Meskipun tarif AS atas mobil impor telah menciptakan ketidakpastian dalam lanskap otomotif global, Amerika Utara tetap menjadi pasar terpenting bagi produsen-produsen ini, yang berkontribusi signifikan terhadap pendapatan mereka.
Meskipun dinamika perdagangan global terus berubah, Amerika Utara tetap menjadi pendorong pendapatan penting bagi Toyota dan Hyundai.
AS adalah pasar terbesar Toyota, dengan 2,3 juta kendaraan terjual pada tahun 2024, yang menyumbang lebih dari 20 persen dari penjualan globalnya.
Sementara itu, Hyundai menghasilkan sekitar 60 persen keuntungannya dari AS, berkat permintaan yang kuat dan harga kendaraan yang lebih tinggi.
Strategi Hyundai untuk menggenjot pasar AS membuahkan hasil.
Setelah dicemooh karena kualitasnya yang dianggap rendah pada tahun 1980-an, merek ini telah berhasil membangun pengakuan di AS, yang menjadi semakin penting setelah ketegangan antara Tiongkok dan Korea Selatan, serta kebangkitan produsen kendaraan listrik lokal di Tiongkok.

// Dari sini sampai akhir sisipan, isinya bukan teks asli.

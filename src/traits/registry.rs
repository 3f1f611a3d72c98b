//! Registry traits for service lookup.

use std::sync::Arc;

use crate::class::{ClassInspector, ServiceType};
use crate::error::{RegistryError, RegistryResult};
use crate::instance::Instance;
use crate::key::{simple_name, ClassKey, TypeSpec};
use crate::registry::ServiceRegistration;
use crate::traits::ServiceFactory;

/// Object-safe service lookup.
///
/// This is also the reserved service type under which every registry provides
/// itself; declaring a custom service of this type is rejected.
///
/// Most callers use the typed helpers of [`ServiceRegistryExt`] instead.
pub trait ServiceRegistry: Send + Sync {
    /// Looks up a single service, `None` if nothing matches.
    fn find_any(&self, spec: &TypeSpec) -> RegistryResult<Option<Instance>>;

    /// Looks up a single service, failing with
    /// [`RegistryError::UnknownService`] if nothing matches.
    fn get_any(&self, spec: &TypeSpec) -> RegistryResult<Instance> {
        self.find_any(spec)?.ok_or_else(|| {
            RegistryError::unknown(
                spec.to_string(),
                format!("No service of type {} available in {}.", spec, self.display_name()),
            )
        })
    }

    /// Lookup of a service carrying an annotation. Not supported: always
    /// fails with [`RegistryError::UnknownService`].
    fn get_annotated_any(&self, spec: &TypeSpec, annotation: ClassKey) -> RegistryResult<Instance> {
        Err(RegistryError::unknown(
            spec.to_string(),
            format!(
                "No service of type {} annotated with @{} available in {}.",
                spec,
                annotation,
                self.display_name()
            ),
        ))
    }

    /// Every service assignable to `class`, without duplicates.
    fn get_all_any(&self, class: ClassKey) -> RegistryResult<Vec<Instance>>;

    /// The factory service for objects of `class`.
    fn get_factory_any(&self, class: ClassKey) -> RegistryResult<Instance>;

    /// The class inspector backing this registry.
    fn inspector(&self) -> &Arc<ClassInspector>;

    fn display_name(&self) -> String;
}

crate::interface_service!(dyn ServiceRegistry);

fn convert<T: ?Sized + ServiceType + Send + Sync>(instance: &Instance) -> RegistryResult<Arc<T>> {
    instance.cast::<T>().ok_or_else(|| {
        RegistryError::lookup(format!(
            "Service instance of type {} cannot be converted to {}.",
            instance.class(),
            simple_name(std::any::type_name::<T>())
        ))
    })
}

/// Typed lookup helpers, available on every [`ServiceRegistry`].
///
/// ```rust
/// use std::sync::Arc;
/// use service_registry::{DefaultServiceRegistry, ServiceRegistryExt};
///
/// struct Settings {
///     verbose: bool,
/// }
/// service_registry::concrete_service!(Settings);
///
/// let registry = DefaultServiceRegistry::new();
/// registry.add(Arc::new(Settings { verbose: true })).unwrap();
///
/// assert!(registry.get::<Settings>().unwrap().verbose);
/// assert_eq!(registry.get_all::<Settings>().unwrap().len(), 1);
/// ```
pub trait ServiceRegistryExt: ServiceRegistry {
    /// The single service of type `T`.
    fn get<T: ?Sized + ServiceType + Send + Sync>(&self) -> RegistryResult<Arc<T>> {
        convert(&self.get_any(&TypeSpec::of::<T>())?)
    }

    /// The single service of type `T`, if any.
    fn find<T: ?Sized + ServiceType + Send + Sync>(&self) -> RegistryResult<Option<Arc<T>>> {
        self.find_any(&TypeSpec::of::<T>())?.map(|instance| convert(&instance)).transpose()
    }

    /// Every service of type `T`, without duplicates.
    fn get_all<T: ?Sized + ServiceType + Send + Sync>(&self) -> RegistryResult<Vec<Arc<T>>> {
        self.get_all_any(ClassKey::of::<T>())?.iter().map(convert).collect()
    }

    /// The factory for objects of type `T`.
    fn get_factory<T: ?Sized + ServiceType + Send + Sync>(&self) -> RegistryResult<ServiceFactory<T>> {
        let instance = self.get_factory_any(ClassKey::of::<T>())?;
        Ok(ServiceFactory::new(instance, Arc::clone(self.inspector())))
    }

    /// Creates a new `T` through its factory.
    fn new_instance<T: ?Sized + ServiceType + Send + Sync>(&self) -> RegistryResult<Arc<T>> {
        self.get_factory::<T>()?.create()
    }

    /// Not supported, see [`ServiceRegistry::get_annotated_any`].
    fn get_annotated<T, A>(&self) -> RegistryResult<Arc<T>>
    where
        T: ?Sized + ServiceType + Send + Sync,
        A: ServiceType,
    {
        convert(&self.get_annotated_any(&TypeSpec::of::<T>(), ClassKey::of::<A>())?)
    }
}

impl<R: ServiceRegistry + ?Sized> ServiceRegistryExt for R {}

/// Registers services through a [`ServiceRegistration`].
pub trait ServiceRegistrationAction {
    fn register_services(&self, registration: &ServiceRegistration) -> RegistryResult<()>;
}

impl<F> ServiceRegistrationAction for F
where
    F: Fn(&ServiceRegistration) -> RegistryResult<()>,
{
    fn register_services(&self, registration: &ServiceRegistration) -> RegistryResult<()> {
        self(registration)
    }
}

Menavigasi tarif: Kemungkinan lebih banyak investasi
Meskipun tarif impor kendaraan telah membuat pasar AS semakin menantang, produsen mobil Asia kemungkinan besar tidak akan mengurangi investasi mereka.
Toyota dan Hyundai, yang telah berinvestasi miliaran dolar di pabrik-pabrik manufaktur AS, justru berfokus pada peningkatan kapasitas produksi untuk melindungi pangsa pasar mereka.
Dalam sebuah acara di Gedung Putih pada bulan Maret, Hyundai mengumumkan rencana investasi sebesar $21 miliar, yang mencakup pembangunan pabrik baja dan peningkatan kapasitas produksi di AS menjadi 1,2 juta kendaraan per tahun.
Toyota juga terus memperluas jangkauan manufakturnya, dengan 1,3 juta kendaraan diproduksi di AS pada tahun 2024, yang mencakup lebih dari separuh kendaraan yang dijualnya di sana.
Namun, tarif tersebut juga berdampak lebih luas pada industri.
Mazda dan Nissan, yang menghadapi tantangan lebih besar karena margin keuntungan mereka yang lebih lemah, kemungkinan akan terpaksa mempertimbangkan kembali strategi mereka, bahkan mungkin mendorong konsolidasi di industri ini.
"Ini akan berjalan seperti permainan adu ayam," ujar Kim Sung-rae, analis di Hanwha Investment & Securities, kepada Reuters.
"Mereka yang mampu bertahan dengan baik akan muncul sebagai pemenang," tambahnya.
Tekanan persaingan dan dinamika yang berubah
Meskipun menghadapi biaya yang lebih tinggi, termasuk biaya tenaga kerja, produsen mobil Asia berinvestasi dalam melokalisasi rantai pasokan mereka dan memperluas produksi di AS.
Meningkatnya tarif kendaraan listrik Tiongkok juga memberikan keunggulan kompetitif bagi produsen mobil ini di AS, di mana kendaraan listrik buatan Tiongkok dikenakan tarif 100 persen.
Seiring dengan semakin ketatnya situasi, para analis industri memperkirakan dampak tarif jangka panjang dapat menyebabkan penyesuaian proyeksi pendapatan.
Julie Boote, analis di Pelham Smithers Associates, mengatakan kepada Reuters bahwa meskipun beberapa pelaku pasar yakin dampak tarif sudah diperhitungkan, dampak tersebut mungkin belum sepenuhnya diperhitungkan dalam proyeksi perusahaan.
Untuk saat ini, Toyota, Hyundai, dan produsen mobil Asia lainnya tetap fokus mengamankan posisi mereka di pasar AS yang menguntungkan seiring mereka mengarungi medan proteksionisme perdagangan global yang terus berubah.